17. An apparatus for accommodating application of a force in excess
of a predetermined magnitude as recited in claim 15, wherein the
apparatus further comprises a frangible pin means for securing said
first portion and said second portion, said frangible pin means
intersecting at least one of said at least one pair of mating
surfaces, said frangible pin means being configured to fail upon
said application of said force in excess of said predetermined
magnitude.
18. An apparatus for accommodating application of a force in excess
of a predetermined magnitude as recited in claim 15, wherein the
apparatus further comprises temporary retaining means for
maintaining a predetermined relative orientation of said first
portion and said second portion, said retaining means being
configured to cease maintaining said predetermined relative
orientation upon said application of said force in excess of said
predetermined magnitude.
19. An apparatus for accommodating application of a force in excess
of a predetermined magnitude as recited in claim 15 wherein one of
said first portion and said second portion comprises a generally
C-shaped member having a base section, a pair of arms depending
from said base section, and a pair of facing arms depending from
said arms defining a cavity bounded by said base section, said
arms, and said facing arms; said facing arms defining a gap between
said facing arms, said gap providing an access to said cavity; the
other of said first portion and said second portion comprising a
generally T-shaped member having a base member and a cross member,
said generally T-shaped member and said generally C-shaped member
being appropriately proportioned whereby said base member may
traverse said gap and said cross member may effect operative
sliding engagement within said cavity.
20. An apparatus for accommodating application of a force in excess
of a predetermined magnitude as recited in claim 19 wherein said
cross member comprises a first segment and a second segment, said
first segment and said second segment depending in substantially
opposite directions from said base member, said operative sliding
engagement being established between said base section and one
segment of said first segment and said second segment, and between
one facing arm of said pair of facing arms and the other segment of
said first segment and said second segment.
21. An apparatus for accommodating application of a force in excess
of a predetermined magnitude as recited in claim 20 wherein, when
said operative sliding engagement is established, a first gap is
established between said one segment and the other facing arm of
said pair of facing arms, and a second gap is established between
said other segment and said base section, whereby said generally
T-shaped member may be tiltingly positioned within said cavity and
rotated to establish said operative sliding engagement.

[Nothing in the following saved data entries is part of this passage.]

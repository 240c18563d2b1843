//! CLI commands for the node
//!
//! Implements the command handlers behind `mini-chain start`, `keygen` and
//! `sign-tx`.

use crate::api::{self, ApiState};
use crate::core::{OutPoint, Transaction, TransactionBuilder};
use crate::crypto::KeyPair;
use crate::network::{Node, NodeConfig};
use std::time::Duration;
use tokio_util::sync::CancellationToken;

/// Result type for CLI operations
pub type CliResult<T> = Result<T, Box<dyn std::error::Error>>;

/// Options for `start`
#[derive(Debug, Clone)]
pub struct StartOptions {
    pub host: String,
    pub port: u16,
    pub peers: Vec<String>,
    pub api_port: Option<u16>,
    pub difficulty: u32,
    pub mine: bool,
    pub idle_interval: Duration,
}

impl StartOptions {
    pub fn to_config(&self) -> NodeConfig {
        NodeConfig {
            listen_addr: format!("{}:{}", self.host, self.port),
            api_addr: self.api_port.map(|port| format!("{}:{}", self.host, port)),
            peers: self.peers.clone(),
            difficulty: self.difficulty,
            mine: self.mine,
            idle_interval: self.idle_interval,
            ..NodeConfig::default()
        }
    }
}

/// Split a comma-separated peer list, dropping blanks
pub fn parse_peers(peers: Option<&str>) -> Vec<String> {
    peers
        .map(|p| {
            p.split(',')
                .map(str::trim)
                .filter(|s| !s.is_empty())
                .map(str::to_string)
                .collect()
        })
        .unwrap_or_default()
}

/// Run a node until Ctrl-C
pub async fn cmd_start(options: StartOptions) -> CliResult<()> {
    let config = options.to_config();
    let node = Node::from_config(config.clone())?;

    println!("🌐 Starting node on {}...", config.listen_addr);
    if !config.peers.is_empty() {
        println!("   Peers: {}", config.peers.join(", "));
    }
    println!("   Difficulty: {}", config.difficulty);
    println!("   Mining: {}", if config.mine { "on" } else { "off" });

    node.start().await?;

    let stop = CancellationToken::new();
    let api_task = config.api_addr.clone().map(|addr| {
        println!("🚀 REST API on http://{}", addr);
        let state = ApiState::new(node.clone());
        let stop = stop.clone();
        tokio::spawn(async move {
            if let Err(e) = api::serve(&addr, state, stop).await {
                log::error!("API server error: {}", e);
            }
        })
    });

    tokio::signal::ctrl_c().await?;
    println!("\n📴 Shutting down node...");

    stop.cancel();
    node.shutdown().await;
    if let Some(task) = api_task {
        task.await?;
    }

    let status = node.status().await;
    println!("✅ Stopped at height {} ({})", status.height, status.latest_hash);
    Ok(())
}

/// Generate and print a new key pair
pub fn cmd_keygen() -> CliResult<()> {
    let key_pair = KeyPair::generate();

    println!("🔐 New key pair");
    println!("   📍 Address:     {}", key_pair.address());
    println!("   🔑 Public key:  {}", key_pair.public_key_hex());
    println!("   🗝️  Private key: {}", key_pair.private_key_hex());
    println!("\n   ⚠️  Keep the private key secret; it is the only way to spend.");

    Ok(())
}

/// Build and sign a transfer spending one output
///
/// Sends `amount` to `to`; a non-zero `change` goes back to the signer.
pub fn signed_transfer(
    private_key: &str,
    outpoint: &OutPoint,
    to: &str,
    amount: i64,
    change: i64,
) -> CliResult<Transaction> {
    let key_pair = KeyPair::from_private_key_hex(private_key)?;

    let mut builder = TransactionBuilder::new()
        .add_input(outpoint)
        .add_output(to, amount);
    if change > 0 {
        builder = builder.add_output(&key_pair.address(), change);
    }

    let tx = builder.build_and_sign(&key_pair)?;
    tx.validate_structure()?;
    Ok(tx)
}

/// Print a signed transfer as the JSON body for `POST /tx`
pub fn cmd_sign_tx(
    private_key: &str,
    txid: &str,
    vout: u32,
    to: &str,
    amount: i64,
    change: i64,
) -> CliResult<()> {
    let tx = signed_transfer(private_key, &OutPoint::new(txid, vout), to, amount, change)?;

    eprintln!("📤 Signed transaction {}", tx.id());
    println!("{}", serde_json::to_string_pretty(&tx)?);

    Ok(())
}

#[cfg(test)]
mod tests {
    use super::*;
    use crate::core::{TransactionOutput, UtxoSet};

    #[test]
    fn test_parse_peers() {
        assert!(parse_peers(None).is_empty());
        assert_eq!(
            parse_peers(Some("127.0.0.1:3001, 127.0.0.1:3002,,")),
            vec!["127.0.0.1:3001".to_string(), "127.0.0.1:3002".to_string()]
        );
    }

    #[test]
    fn test_start_options_to_config() {
        let options = StartOptions {
            host: "127.0.0.1".to_string(),
            port: 3001,
            peers: vec!["127.0.0.1:3000".to_string()],
            api_port: Some(8080),
            difficulty: 2,
            mine: false,
            idle_interval: Duration::from_secs(1),
        };
        let config = options.to_config();
        assert_eq!(config.listen_addr, "127.0.0.1:3001");
        assert_eq!(config.api_addr.as_deref(), Some("127.0.0.1:8080"));
        assert_eq!(config.peers, options.peers);
        assert_eq!(config.difficulty, 2);
        assert!(!config.mine);
    }

    #[test]
    fn test_signed_transfer_spends_owned_output() {
        let owner = KeyPair::generate();
        let funding = Transaction::issuance(vec![TransactionOutput::new(owner.address(), 10)]);
        let mut utxos = UtxoSet::new();
        utxos.apply(&funding).unwrap();

        let tx = signed_transfer(
            &owner.private_key_hex(),
            &OutPoint::new(funding.id(), 0),
            "bob",
            7,
            3,
        )
        .unwrap();

        assert_eq!(tx.outputs.len(), 2);
        assert_eq!(tx.outputs[1].address, owner.address());
        assert!(tx.validate_against(&utxos).is_ok());

        let json = serde_json::to_string(&tx).unwrap();
        let parsed: Transaction = serde_json::from_str(&json).unwrap();
        assert_eq!(parsed.id(), tx.id());
    }

    #[test]
    fn test_signed_transfer_rejects_bad_input() {
        let outpoint = OutPoint::new("abc", 0);
        assert!(signed_transfer("not-hex", &outpoint, "bob", 1, 0).is_err());

        let key = KeyPair::generate().private_key_hex();
        assert!(signed_transfer(&key, &outpoint, "bob", -1, 0).is_err());
    }
}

22. An apparatus for accommodating application of a force in excess
of a predetermined magnitude as recited in claim 19 wherein the
apparatus further comprises bias means for biasing said generally
T-shaped member at a desired position within said cavity, said bias
means establishing a yieldable interference between said generally
T-shaped member and said generally C-shaped member.
23. An apparatus for accommodating application of a force in excess
of a predetermined magnitude as recited in claim 22 wherein said
bias means comprises at least one bias assembly, each said at least
one bias assembly comprising a retention member and an associated
receptacle, said retention member biasedly engaging said receptacle
when said generally T-shaped member is situated at said desired
position; said retention member yieldingly disengaging said
receptacle in response to said application of said force in excess
of a predetermined magnitude in a direction transverse to said
movable barrier means.
24. An apparatus for accommodating application of a force in excess
of a predetermined magnitude as recited in claim 23 wherein said
cross member comprises a pair of segments, said pair of segments
depending in substantially opposite directions from said base
member; and said at least one bias assembly comprises two bias
assemblies, each of said two bias assemblies being associated with
a different of said pair of segments.
25. An apparatus for accommodating application of a force in excess
of a predetermined magnitude as recited in claim 23 wherein said
retention member comprises a biased plunger, said plunger being
affixed to said generally C-shaped member and being biasedly urged
toward said generally T-shaped member.
26. An apparatus for accommodating application of a force in excess
of a predetermined magnitude as recited in claim 25 wherein said
receptacle comprises a depression integrally formed in said
generally T-shaped member, said depression being appropriately
proportioned and appropriately positioned to detentedly hold said
generally T-shaped member at said desired position.
27. An apparatus for accommodating application of a force in excess
of a predetermined magnitude as recited in claim 23 wherein said
retention member comprises a biased plunger, said plunger being
affixed to one of said generally C-shaped member and said generally
T-shaped member, said plunger being biasedly urged toward another
of said generally C-shaped member and said generally T-shaped
member, and said receptacle comprises a depression integrally
formed in said other of said generally C-shaped member and said
generally T-shaped member, said depression having appropriately
positioned to detentedly hold said generally T-shaped member at
said desired position.
28. An apparatus for accommodating application of a force in excess
of a predetermined magnitude as recited in claim 27 wherein said at
least one bias assembly comprises two bias assemblies.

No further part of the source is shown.